Em nota da Comissão Sindical do SITE-CN, os dirigentes dizem que houve grande adesão nos vários dias de greve, “atingindo em vários horários adesão superior ao expectável”. Manpowergroup acusada de tentar intimidar os trabalhadores. 

A greve decorreu de 24 a 27 de dezembro e de 31 de dezembro a 3 de janeiro para exigir respostas ao caderno reivindicativo apresentado onde se inclui o “acréscimo de despesas com o teletrabalho” e “pela integração nos quadros da EDP”, medidas indispensáveis para a “melhoria das condições de vida e de trabalho”.

Após o plenário, os trabalhadores decidiram dar novo prazo para a empresa dar resposta ao caderno reivindicativo, sob pena de reunirem novamente para decidir novas formas de luta.

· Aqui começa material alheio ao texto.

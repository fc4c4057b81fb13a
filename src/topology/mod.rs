/*!
Derivations over a completed LSDB.

This module defines:
- `neighbors`: the per-router adjacency model and its kind-erased
  neighbor-set variant used for diffing.
- `graph`: the node/link description consumed by the force-directed layout.
- `diff`: adjacency-change lines between two neighbor-set snapshots.
*/

pub mod diff;
pub mod graph;
pub mod neighbors;
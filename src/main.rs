mod lsdb;
mod report;
mod resolve;
mod topology;

use std::fs::{self, OpenOptions};
use std::io::Write;
use std::path::{Path, PathBuf};

use anyhow::{Context, Result};
use clap::Parser;
use tracing::{info, warn};
use tracing_subscriber::EnvFilter;

use lsdb::db::{self, Lsdb};
use report::Report;
use resolve::{DnsResolver, Resolve, StaticResolver};
use topology::{diff, graph, neighbors};

/// Convert a decoded OSPF lsadump into the topology JSON the lsdbmon web
/// front end consumes, optionally diffing adjacencies against a previous
/// dump.
#[derive(Parser)]
#[command(name = "lsdbmon")]
struct Cli {
    /// Current lsadump output file
    dump: PathBuf,

    /// Previous dump; enables adjacency diffing
    #[arg(long)]
    prev: Option<PathBuf>,

    /// Append diff lines to this file instead of embedding them in the JSON
    #[arg(long)]
    diff_log: Option<PathBuf>,

    /// Disable reverse-DNS lookups for display names
    #[arg(long)]
    no_lookup: bool,

    /// Write the JSON document here instead of stdout
    #[arg(long)]
    output: Option<PathBuf>,
}

fn main() -> Result<()> {
    tracing_subscriber::fmt()
        .with_env_filter(
            EnvFilter::try_from_default_env().unwrap_or_else(|_| EnvFilter::new("info")),
        )
        .with_writer(std::io::stderr)
        .init();

    let cli = Cli::parse();
    let rt = tokio::runtime::Builder::new_current_thread()
        .enable_all()
        .build()?;
    rt.block_on(run(cli))
}

async fn run(cli: Cli) -> Result<()> {
    let timestamp = chrono::Local::now().format("%Y/%m/%d %H:%M:%S").to_string();

    let lsdb = load_lsdb(&cli.dump)?;
    let diff_lines = match &cli.prev {
        Some(prev) => {
            let previous = load_lsdb(prev)?;
            let lines = diff::diff_neighbor_sets(
                &neighbors::neighbor_sets(&lsdb),
                &neighbors::neighbor_sets(&previous),
            );
            info!(changes = lines.len(), "computed adjacency diff");
            Some(lines)
        }
        None => None,
    };

    let resolver: Box<dyn Resolve> = if cli.no_lookup {
        Box::new(StaticResolver)
    } else {
        match DnsResolver::from_system_conf() {
            Ok(resolver) => Box::new(resolver),
            Err(err) => {
                warn!(%err, "system resolver unavailable, disabling reverse lookups");
                Box::new(StaticResolver)
            }
        }
    };
    let arpa_info = resolve::arpa_info(&lsdb, resolver.as_ref()).await;

    let diff_log = match (diff_lines, &cli.diff_log) {
        (Some(lines), Some(path)) => {
            append_diff_log(path, &timestamp, &lines)
                .with_context(|| format!("appending diff log to {}", path.display()))?;
            None
        }
        (lines, _) => lines,
    };

    let report = Report {
        timestamp,
        neighbor_info: neighbors::adjacency_model(&lsdb),
        graph_info: graph::graph_info(&lsdb),
        arpa_info,
        diff_log,
    };
    let json = report.to_json()?;
    match &cli.output {
        Some(path) => {
            fs::write(path, json + "\n").with_context(|| format!("writing {}", path.display()))?
        }
        None => println!("{json}"),
    }
    Ok(())
}

fn load_lsdb(path: &Path) -> Result<Lsdb> {
    let text = fs::read_to_string(path).with_context(|| format!("reading {}", path.display()))?;
    let (lsdb, stats) = db::build_from_lines(text.lines())
        .with_context(|| format!("parsing {}", path.display()))?;
    if stats.skipped > 0 || stats.duplicates > 0 {
        warn!(
            skipped = stats.skipped,
            duplicates = stats.duplicates,
            path = %path.display(),
            "dropped records while loading dump"
        );
    }
    info!(
        path = %path.display(),
        records = stats.records,
        routers = lsdb.router_count(),
        networks = lsdb.network_count(),
        "loaded LSDB"
    );
    Ok(lsdb)
}

fn append_diff_log(path: &Path, timestamp: &str, lines: &[String]) -> std::io::Result<()> {
    if lines.is_empty() {
        return Ok(());
    }
    let mut file = OpenOptions::new().create(true).append(true).open(path)?;
    for line in lines {
        writeln!(file, "{timestamp} {line}")?;
    }
    Ok(())
}
use std::collections::BTreeMap;

use serde::Serialize;

use crate::resolve::ArpaEntry;
use crate::topology::graph::GraphInfo;
use crate::topology::neighbors::RouterNeighbors;

/// The JSON document the lsdbmon front end polls. `diff_log` is embedded
/// only when no separate log file destination is configured.
#[derive(Debug, Serialize)]
pub struct Report {
    pub timestamp: String,
    pub neighbor_info: Vec<RouterNeighbors>,
    pub graph_info: GraphInfo,
    pub arpa_info: BTreeMap<String, ArpaEntry>,
    #[serde(skip_serializing_if = "Option::is_none")]
    pub diff_log: Option<Vec<String>>,
}

impl Report {
    pub fn to_json(&self) -> serde_json::Result<String> {
        serde_json::to_string_pretty(self)
    }
}

#[cfg(test)]
mod tests {
    use super::*;
    use crate::lsdb::db::build_from_lines;
    use crate::resolve::{StaticResolver, arpa_info};
    use crate::topology::{graph, neighbors};

    async fn fixture_report(diff_log: Option<Vec<String>>) -> Report {
        let dump = include_str!("../test_data/lsadump_current.txt");
        let (lsdb, _) = build_from_lines(dump.lines()).unwrap();
        Report {
            timestamp: "2025/01/02 03:04:05".to_string(),
            neighbor_info: neighbors::adjacency_model(&lsdb),
            graph_info: graph::graph_info(&lsdb),
            arpa_info: arpa_info(&lsdb, &StaticResolver).await,
            diff_log,
        }
    }

    #[tokio::test]
    async fn test_report_shape() {
        let report = fixture_report(None).await;
        let value: serde_json::Value = serde_json::from_str(&report.to_json().unwrap()).unwrap();

        assert_eq!(value["timestamp"], "2025/01/02 03:04:05");
        assert_eq!(value["neighbor_info"][0]["router_id"], "10.0.0.1");
        assert_eq!(
            value["neighbor_info"][0]["neighbors"][0]["router_id"],
            "10.0.0.2"
        );
        assert_eq!(value["neighbor_info"][0]["neighbors"][0]["type"], "p2p");
        assert_eq!(
            value["neighbor_info"][0]["neighbors"][1]["type"],
            "network"
        );
        assert_eq!(value["graph_info"]["nodes"][0]["id"], "rtr:10.0.0.1");
        assert_eq!(value["graph_info"]["links"][0]["source"], "rtr:10.0.0.1");
        assert_eq!(value["graph_info"]["links"][0]["target"], "rtr:10.0.0.2");
        assert_eq!(value["arpa_info"]["net:192.168.0.3"]["type"], "network");
        assert_eq!(
            value["arpa_info"]["rtr:10.0.0.1"]["hostname"],
            "10.0.0.1"
        );

        // No log destination configured and no previous dump: field absent
        assert!(value.get("diff_log").is_none());
    }

    #[tokio::test]
    async fn test_diff_log_embedded_when_present() {
        let lines = vec!["New router 10.0.0.9".to_string()];
        let report = fixture_report(Some(lines)).await;
        let value: serde_json::Value = serde_json::from_str(&report.to_json().unwrap()).unwrap();
        assert_eq!(value["diff_log"][0], "New router 10.0.0.9");
    }
}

Manpowergroup acusada de tentar intimidar os trabalhadores

Segundo os dirigentes sindicais, a Manpowergroup, empresa contratante apesar de apenas trabalharem para a EDP, terá tentado “impedir o direito de adesão à greve”, convocando os trabalhadores “para se apresentarem ao serviço através de mensagens e contactos telefónicos com a argumentação que os nomes deles constavam da lista com a proposta de nomes de trabalhadores adstritos aos serviços mínimos”.

A Comissão Sindical diz que o “contacto feito de forma individual”, “não demonstraram efetivamente, como necessário a apresentação daqueles trabalhadores para esse objetivo”, lembrando que em greves anteriores não houve lugar a serviços mínimos e que não “e não foi invocada durante esta Greve pela ManpowerGroup”.

Relembram que “ a função desempenhada pelos Trabalhadores do Centro de Contacto da EDP em Seia e Lisboa, trata-se de uma operação externa à EDP de serviço de atendimento telefónico” e que uma das reivindicações é “precisamente a integração destes trabalhadores nos quadros da EDP”, rebatendo que “estes trabalhadores são a voz da EDP e todos os dias prestam serviço para o cliente EDP, cumprindo os procedimentos da EDP desde 2008“.